___ Task inputs ___

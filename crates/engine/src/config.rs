use std::{collections::BTreeMap, fmt};

use serde::{Deserialize, Serialize};
use serde_json::{Map, Value};

/// Where the engine reads its media from.
#[derive(Clone, Debug, PartialEq, Eq, Serialize, Deserialize)]
#[serde(from = "String", into = "String")]
pub enum InputType {
    /// RTMP feed pushed by a DJI controller into the local relay.
    DjiRtmp,
    /// Video4Linux capture device.
    UsbCam,
    /// A selector this version does not understand. It survives a load/save
    /// cycle untouched and is rejected when an argv is built from it.
    Unknown(String),
}

impl From<String> for InputType {
    fn from(value: String) -> Self {
        match value.as_str() {
            "dji_rtmp" => InputType::DjiRtmp,
            "usb_cam" => InputType::UsbCam,
            _ => InputType::Unknown(value),
        }
    }
}

impl From<InputType> for String {
    fn from(value: InputType) -> Self {
        match value {
            InputType::DjiRtmp => "dji_rtmp".to_owned(),
            InputType::UsbCam => "usb_cam".to_owned(),
            InputType::Unknown(other) => other,
        }
    }
}

impl fmt::Display for InputType {
    fn fmt(&self, f: &mut fmt::Formatter<'_>) -> fmt::Result {
        match self {
            InputType::DjiRtmp => f.write_str("dji_rtmp"),
            InputType::UsbCam => f.write_str("usb_cam"),
            InputType::Unknown(other) => f.write_str(other),
        }
    }
}

#[derive(Copy, Clone, Debug, PartialEq, Eq, Serialize, Deserialize)]
#[serde(rename_all = "lowercase")]
pub enum LogLevel {
    Quiet,
    Panic,
    Fatal,
    Error,
    Warning,
    Info,
    Verbose,
    Debug,
    Trace,
}

impl LogLevel {
    pub fn as_str(&self) -> &'static str {
        match self {
            LogLevel::Quiet => "quiet",
            LogLevel::Panic => "panic",
            LogLevel::Fatal => "fatal",
            LogLevel::Error => "error",
            LogLevel::Warning => "warning",
            LogLevel::Info => "info",
            LogLevel::Verbose => "verbose",
            LogLevel::Debug => "debug",
            LogLevel::Trace => "trace",
        }
    }
}

#[derive(Clone, Debug, PartialEq, Eq)]
pub enum EncodePolicy {
    Copy,
    Reencode {
        codec: String,
        preset: String,
        bitrate: String,
    },
}

#[derive(Clone, Debug, PartialEq, Eq)]
pub enum AudioPolicy {
    Copy,
    Reencode { codec: String, bitrate: String },
    Disabled,
}

/// Everything needed to build one engine invocation.
///
/// The field names are the keys of the persisted JSON object. Any key missing
/// from a persisted object takes its default, and keys this version does not
/// know about are carried along in `extra` so they are written back on save.
#[derive(Clone, Debug, PartialEq, Serialize, Deserialize)]
#[serde(default)]
pub struct StreamConfig {
    pub input_type: InputType,

    /// Stream key the DJI controller publishes under on the relay.
    pub dji_stream_key: String,

    pub usb_device: String,
    /// Pixel format requested from the capture device. `mjpeg` is what most
    /// USB cameras offer at 720p; `yuyv422` is the usual fallback.
    pub usb_input_format: String,
    pub usb_resolution: String,
    pub usb_framerate: String,
    /// ALSA device such as `hw:1,0`. Empty means no separate audio input.
    pub usb_audio_device: String,
    pub disable_usb_audio: bool,

    /// Destination URL, passed to the engine unmodified.
    pub output_rtsp_url: String,

    #[serde(rename = "ffmpeg_loglevel")]
    pub log_level: LogLevel,

    pub re_encode_video: bool,
    pub video_codec: String,
    pub video_preset: String,
    pub video_bitrate: String,

    pub audio_codec: String,
    pub audio_bitrate: String,

    #[serde(flatten)]
    pub extra: BTreeMap<String, Value>,
}

impl Default for StreamConfig {
    fn default() -> Self {
        Self {
            input_type: InputType::DjiRtmp,
            dji_stream_key: "dji_stream".to_owned(),
            usb_device: "/dev/video0".to_owned(),
            usb_input_format: "mjpeg".to_owned(),
            usb_resolution: "1280x720".to_owned(),
            usb_framerate: "30".to_owned(),
            usb_audio_device: String::new(),
            disable_usb_audio: false,
            output_rtsp_url: "rtsp://your-target-rtsp-server:8554/mystream".to_owned(),
            log_level: LogLevel::Info,
            re_encode_video: false,
            video_codec: "libx264".to_owned(),
            video_preset: "ultrafast".to_owned(),
            video_bitrate: "2000k".to_owned(),
            audio_codec: "aac".to_owned(),
            audio_bitrate: "128k".to_owned(),
            extra: BTreeMap::new(),
        }
    }
}

impl StreamConfig {
    /// The video policy the operator asked for. The argv builder may still
    /// override `Copy` for sources whose raw format cannot be relayed.
    pub fn encode_policy(&self) -> EncodePolicy {
        if self.re_encode_video {
            EncodePolicy::Reencode {
                codec: self.video_codec.clone(),
                preset: self.video_preset.clone(),
                bitrate: self.video_bitrate.clone(),
            }
        } else {
            EncodePolicy::Copy
        }
    }

    /// The audio policy that applies to this source.
    ///
    /// Capture devices deliver raw PCM, so their audio is always re-encoded
    /// unless it is switched off. Relayed RTMP audio is only re-encoded
    /// together with the video.
    pub fn audio_policy(&self) -> AudioPolicy {
        let reencode = AudioPolicy::Reencode {
            codec: self.audio_codec.clone(),
            bitrate: self.audio_bitrate.clone(),
        };

        match self.input_type {
            InputType::UsbCam if self.disable_usb_audio => AudioPolicy::Disabled,
            InputType::UsbCam => reencode,
            _ if self.re_encode_video => reencode,
            _ => AudioPolicy::Copy,
        }
    }

    /// Overlays `patch` on top of this configuration. Keys in the patch
    /// replace the current values; everything else is kept.
    pub fn merged(&self, patch: &Map<String, Value>) -> Result<StreamConfig, serde_json::Error> {
        let mut current = match serde_json::to_value(self)? {
            Value::Object(map) => map,
            _ => Map::new(),
        };

        for (key, value) in patch {
            current.insert(key.clone(), value.clone());
        }

        serde_json::from_value(Value::Object(current))
    }
}

#[cfg(test)]
mod tests {
    use serde_json::json;

    use super::*;

    #[test]
    fn partial_object_is_completed_with_defaults() {
        let config: StreamConfig = serde_json::from_value(json!({
            "input_type": "usb_cam",
            "usb_device": "/dev/video2",
        }))
        .unwrap();

        assert_eq!(config.input_type, InputType::UsbCam);
        assert_eq!(config.usb_device, "/dev/video2");
        assert_eq!(config.usb_resolution, "1280x720");
        assert_eq!(config.log_level, LogLevel::Info);
        assert!(config.extra.is_empty());
    }

    #[test]
    fn unknown_selector_is_kept_verbatim() {
        let config: StreamConfig =
            serde_json::from_value(json!({ "input_type": "ndi" })).unwrap();
        assert_eq!(config.input_type, InputType::Unknown("ndi".to_owned()));

        let value = serde_json::to_value(&config).unwrap();
        assert_eq!(value["input_type"], "ndi");
    }

    #[test]
    fn unknown_keys_survive_serialization() {
        let config: StreamConfig =
            serde_json::from_value(json!({ "overlay_text": "north field" })).unwrap();
        assert_eq!(config.extra["overlay_text"], json!("north field"));

        let value = serde_json::to_value(&config).unwrap();
        assert_eq!(value["overlay_text"], "north field");
        assert_eq!(value["ffmpeg_loglevel"], "info");
    }

    #[test]
    fn merge_replaces_only_patched_keys() {
        let base = StreamConfig::default();
        let patch = json!({ "re_encode_video": true, "video_bitrate": "4000k" });

        let merged = base.merged(patch.as_object().unwrap()).unwrap();

        assert!(merged.re_encode_video);
        assert_eq!(merged.video_bitrate, "4000k");
        assert_eq!(merged.video_preset, base.video_preset);
        assert_eq!(merged.output_rtsp_url, base.output_rtsp_url);
    }

    #[test]
    fn merge_rejects_mistyped_values() {
        let patch = json!({ "re_encode_video": "sometimes" });
        assert!(StreamConfig::default()
            .merged(patch.as_object().unwrap())
            .is_err());
    }

    #[test]
    fn audio_policy_follows_source() {
        let mut config = StreamConfig::default();
        assert_eq!(config.audio_policy(), AudioPolicy::Copy);

        config.re_encode_video = true;
        assert!(matches!(config.audio_policy(), AudioPolicy::Reencode { .. }));

        config.input_type = InputType::UsbCam;
        config.re_encode_video = false;
        assert!(matches!(config.audio_policy(), AudioPolicy::Reencode { .. }));

        config.disable_usb_audio = true;
        assert_eq!(config.audio_policy(), AudioPolicy::Disabled);
    }
}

___

Pull out all lines containing the word "engine" from the entries above.

filename crates/engine/src/config.rs
/// Where the engine reads its media from.
/// Everything needed to build one engine invocation.
    /// Destination URL, passed to the engine unmodified.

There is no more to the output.